Seo Sang-young, Head of Mirae Asset Securities: "KOSPI expected to start down about 0.3%"
Today, the KOSPI is expected to start down about 0.3% and then go through a process of digesting sell-off pressure. In particular, the domestic stock market is expected to fluctuate depending on the direction of the US dollar.
The intraday rebound supported by Fed Vice Chair Lael Brainard's dovish remarks is positive for the Korean stock market. Brainard's mention of slowing the pace of rate hikes has reduced the strength of the dollar, increasing the possibility of won appreciation.

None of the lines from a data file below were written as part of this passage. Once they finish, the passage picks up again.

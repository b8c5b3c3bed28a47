//! Dashboard layout tree
//!
//! Widgets are a closed set of variants. The `type` discriminator is read
//! once per node; a widget whose body does not match its declared shape
//! degrades to [`Widget::Other`] instead of failing the dashboard.

use serde::{Deserialize, Deserializer};
use serde_json::Value;

use super::ObjectRef;

/// Decoded dashboard `content`
#[derive(Debug, Clone, Default, Deserialize)]
#[serde(rename_all = "camelCase")]
pub struct DashboardContent {
    /// Legacy single layout
    #[serde(default)]
    pub layout: Option<Layout>,
    /// Tabbed layout, takes precedence when non-empty
    #[serde(default, deserialize_with = "super::null_as_default")]
    pub tabs: Vec<Tab>,
    #[serde(default, deserialize_with = "super::null_as_default")]
    pub plugins: Vec<PluginLink>,
    #[serde(default)]
    pub filter_context_ref: Option<ObjectRef>,
}

#[derive(Debug, Clone, Default, Deserialize)]
#[serde(rename_all = "camelCase")]
pub struct Tab {
    #[serde(default)]
    pub local_identifier: Option<String>,
    #[serde(default)]
    pub title: Option<String>,
    #[serde(default, deserialize_with = "super::null_as_default")]
    pub layout: Layout,
}

#[derive(Debug, Clone, Default, Deserialize)]
pub struct Layout {
    #[serde(default, deserialize_with = "super::null_as_default")]
    pub sections: Vec<Section>,
}

#[derive(Debug, Clone, Default, PartialEq, Deserialize)]
pub struct Section {
    #[serde(default, deserialize_with = "super::null_as_default")]
    pub items: Vec<Item>,
}

#[derive(Debug, Clone, Default, PartialEq, Deserialize)]
pub struct Item {
    #[serde(default, deserialize_with = "non_empty_widget")]
    pub widget: Option<Widget>,
}

/// `plugins[]` entry on a dashboard
#[derive(Debug, Clone, Default, Deserialize)]
pub struct PluginLink {
    #[serde(default, deserialize_with = "super::null_as_default")]
    pub plugin: ObjectRef,
}

// =============================================================================
// Widgets
// =============================================================================

/// A layout widget
#[derive(Debug, Clone, PartialEq)]
pub enum Widget {
    /// Single insight
    Insight(InsightWidget),
    /// Several insights shown one at a time
    VisualizationSwitcher(SwitcherWidget),
    /// Free-text body that may embed reference tokens
    RichText(RichTextWidget),
    /// Container with its own sections (`IDashboardLayout`)
    NestedLayout(NestedLayout),
    /// KPI, plugin and any other widget type
    Other(OtherWidget),
}

#[derive(Debug, Clone, Default, PartialEq, Deserialize)]
#[serde(rename_all = "camelCase")]
pub struct InsightWidget {
    #[serde(default)]
    pub local_identifier: Option<String>,
    #[serde(default)]
    pub title: Option<String>,
    #[serde(default)]
    pub description: Option<String>,
    #[serde(default)]
    pub insight: Option<ObjectRef>,
    #[serde(default)]
    pub content: Option<Value>,
    #[serde(flatten)]
    pub filters: WidgetFilterSettings,
}

impl InsightWidget {
    pub fn insight_id(&self) -> Option<&str> {
        self.insight.as_ref().and_then(ObjectRef::id)
    }
}

#[derive(Debug, Clone, Default, PartialEq, Deserialize)]
#[serde(rename_all = "camelCase")]
pub struct SwitcherWidget {
    #[serde(default)]
    pub local_identifier: Option<String>,
    #[serde(default, deserialize_with = "super::null_as_default")]
    pub visualizations: Vec<InsightWidget>,
    #[serde(default)]
    pub content: Option<Value>,
}

#[derive(Debug, Clone, Default, PartialEq, Deserialize)]
#[serde(rename_all = "camelCase")]
pub struct RichTextWidget {
    #[serde(default)]
    pub local_identifier: Option<String>,
    #[serde(default)]
    pub content: Option<Value>,
}

#[derive(Debug, Clone, Default, PartialEq, Deserialize)]
#[serde(rename_all = "camelCase")]
pub struct NestedLayout {
    #[serde(default)]
    pub local_identifier: Option<String>,
    #[serde(default, deserialize_with = "super::null_as_default")]
    pub sections: Vec<Section>,
}

#[derive(Debug, Clone, Default, PartialEq)]
pub struct OtherWidget {
    pub widget_type: Option<String>,
    pub local_identifier: Option<String>,
    pub content: Option<Value>,
    pub filters: WidgetFilterSettings,
}

/// Widget-level filter configuration
#[derive(Debug, Clone, Default, PartialEq, Deserialize)]
#[serde(rename_all = "camelCase")]
pub struct WidgetFilterSettings {
    #[serde(default, deserialize_with = "super::null_as_default")]
    pub ignore_dashboard_filters: Vec<IgnoredFilter>,
    #[serde(default)]
    pub date_data_set: Option<ObjectRef>,
}

/// `ignoreDashboardFilters[]` entry
#[derive(Debug, Clone, Default, PartialEq, Deserialize)]
#[serde(rename_all = "camelCase")]
pub struct IgnoredFilter {
    #[serde(default, rename = "type")]
    pub kind: Option<String>,
    #[serde(default)]
    pub display_form: Option<ObjectRef>,
    #[serde(default)]
    pub data_set: Option<ObjectRef>,
}

impl IgnoredFilter {
    pub fn target(&self) -> Option<&ObjectRef> {
        self.display_form.as_ref().or(self.data_set.as_ref())
    }
}

impl Widget {
    /// Decode a widget node, reading its `type` once
    pub fn from_value(value: Value) -> Self {
        let kind = value.get("type").and_then(Value::as_str).map(str::to_owned);
        let decoded = match kind.as_deref() {
            Some("insight") => serde_json::from_value(value.clone()).map(Widget::Insight),
            None if value.get("insight").is_some() => {
                serde_json::from_value(value.clone()).map(Widget::Insight)
            }
            Some("visualizationSwitcher") => {
                serde_json::from_value(value.clone()).map(Widget::VisualizationSwitcher)
            }
            Some("richText") => serde_json::from_value(value.clone()).map(Widget::RichText),
            Some("IDashboardLayout") => {
                serde_json::from_value(value.clone()).map(Widget::NestedLayout)
            }
            _ => return Widget::Other(OtherWidget::from_value(kind, &value)),
        };
        decoded.unwrap_or_else(|_| Widget::Other(OtherWidget::from_value(kind, &value)))
    }

    /// Type name as declared in the layout
    pub fn type_name(&self) -> &str {
        match self {
            Widget::Insight(_) => "insight",
            Widget::VisualizationSwitcher(_) => "visualizationSwitcher",
            Widget::RichText(_) => "richText",
            Widget::NestedLayout(_) => "IDashboardLayout",
            Widget::Other(other) => other.widget_type.as_deref().unwrap_or("unknown"),
        }
    }

    pub fn local_identifier(&self) -> Option<&str> {
        match self {
            Widget::Insight(w) => w.local_identifier.as_deref(),
            Widget::VisualizationSwitcher(w) => w.local_identifier.as_deref(),
            Widget::RichText(w) => w.local_identifier.as_deref(),
            Widget::NestedLayout(w) => w.local_identifier.as_deref(),
            Widget::Other(w) => w.local_identifier.as_deref(),
        }
    }

    /// The `content` field when it is a string
    pub fn text_content(&self) -> Option<&str> {
        let content = match self {
            Widget::Insight(w) => w.content.as_ref(),
            Widget::VisualizationSwitcher(w) => w.content.as_ref(),
            Widget::RichText(w) => w.content.as_ref(),
            Widget::NestedLayout(_) => None,
            Widget::Other(w) => w.content.as_ref(),
        };
        content.and_then(Value::as_str)
    }

    pub fn filter_settings(&self) -> Option<&WidgetFilterSettings> {
        match self {
            Widget::Insight(w) => Some(&w.filters),
            Widget::Other(w) => Some(&w.filters),
            _ => None,
        }
    }
}

impl OtherWidget {
    fn from_value(widget_type: Option<String>, value: &Value) -> Self {
        Self {
            widget_type,
            local_identifier: value
                .get("localIdentifier")
                .and_then(Value::as_str)
                .map(str::to_owned),
            content: value.get("content").cloned(),
            filters: serde_json::from_value(value.clone()).unwrap_or_default(),
        }
    }
}

impl<'de> Deserialize<'de> for Widget {
    fn deserialize<D>(deserializer: D) -> Result<Self, D::Error>
    where
        D: Deserializer<'de>,
    {
        Value::deserialize(deserializer).map(Widget::from_value)
    }
}

/// Absent, null, empty or non-object widgets are skipped
fn non_empty_widget<'de, D>(deserializer: D) -> Result<Option<Widget>, D::Error>
where
    D: Deserializer<'de>,
{
    let value = Option::<Value>::deserialize(deserializer)?;
    Ok(match value {
        Some(Value::Object(map)) if !map.is_empty() => Some(Widget::from_value(Value::Object(map))),
        _ => None,
    })
}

Also, the fact that the US and China made positive statements, at least in principle, opposing a 'new cold war' during their face-to-face summit is favorable. This is because the two countries agreed to continue meetings based on communication.
However, the possibility of some sell-off following recent gains, as seen near the close of the US market the previous day, remains a burden. Last Friday, the domestic market turned lower as sell-off emerged when the dollar strengthened following the US midterm election results and remarks by Fed Governor Christopher Waller ("concerned about the market's excessive reaction to the decline in the Consumer Price Index").
The MSCI Korea Index ETF fell 1.91%, and the MSCI Emerging Markets Index ETF dropped 0.60%. The 1-month NDF USD/KRW rate was at 1,324.12 won, with the exchange rate expected to start down about 3 won. Eurex KOSPI 200 futures rose 0.48%.
Han Ji-young, Kiwoom Securities Researcher: "Stock price movement limited... profit-taking expected after short-term surge"
Yesterday, the domestic market showed gains until mid-session but closed lower due to a rebound in the won-dollar exchange rate and uncertainties from the FTX exchange bankruptcy. Today, the market is expected to show limited price movement, influenced by profit-taking following the short-term surge and upcoming intraday releases of China's real economy indicators such as retail sales and industrial production.
The impact of this summit on the overall market, including China-related stocks and defense stocks, is expected to be neutral. This is because President Biden and President Xi Jinping mainly confirmed their differences on issues such as Taiwan, North Korea's nuclear program, the Ukraine war, and technology disputes during the talks.
Meanwhile, since October, there has been a growing internal Fed atmosphere to tone down hawkish (monetary tightening) rhetoric, and last week's CPI event seems to have reinforced expectations for a slower pace.
For example, on the 14th, Fed Vice Chair Lael Brainard evaluated the October CPI decline and expected core PCE to also slow, stating that "the pace of rate hikes will also slow." Treasury Secretary Yellen has also shifted her stance, now expressing concerns that the strong dollar is negatively impacting low-income countries. Previously, Yellen had said that a strong dollar was in the US's interest.
As confirmed by last week's weekly gains of over 7% in the Nasdaq and over 5% in the KOSPI, the stock market has largely priced in positive factors in a short period.
Market participants are now expected to enter a phase where they react more sensitively to the final rate level rather than the pace of Fed tightening. In this context, it is important to note that both Fed Vice Chair Brainard and Governor Waller pointed out that "while slowing the pace is necessary, there is still a long way to go before rate hikes stop."
Also, although international oil prices plunged over 4% due to OPEC's outlook for weaker oil demand, the New York Fed's 1-year inflation expectations rose from 5.4% to 5.9%, partly due to expected increases in oil prices, showing mixed signals regarding the future inflation path.
Considering this, it is judged appropriate to maintain the existing strategy of monitoring data until the December FOMC, which can provide clues about the terminal rate level through the dot plot and other indicators.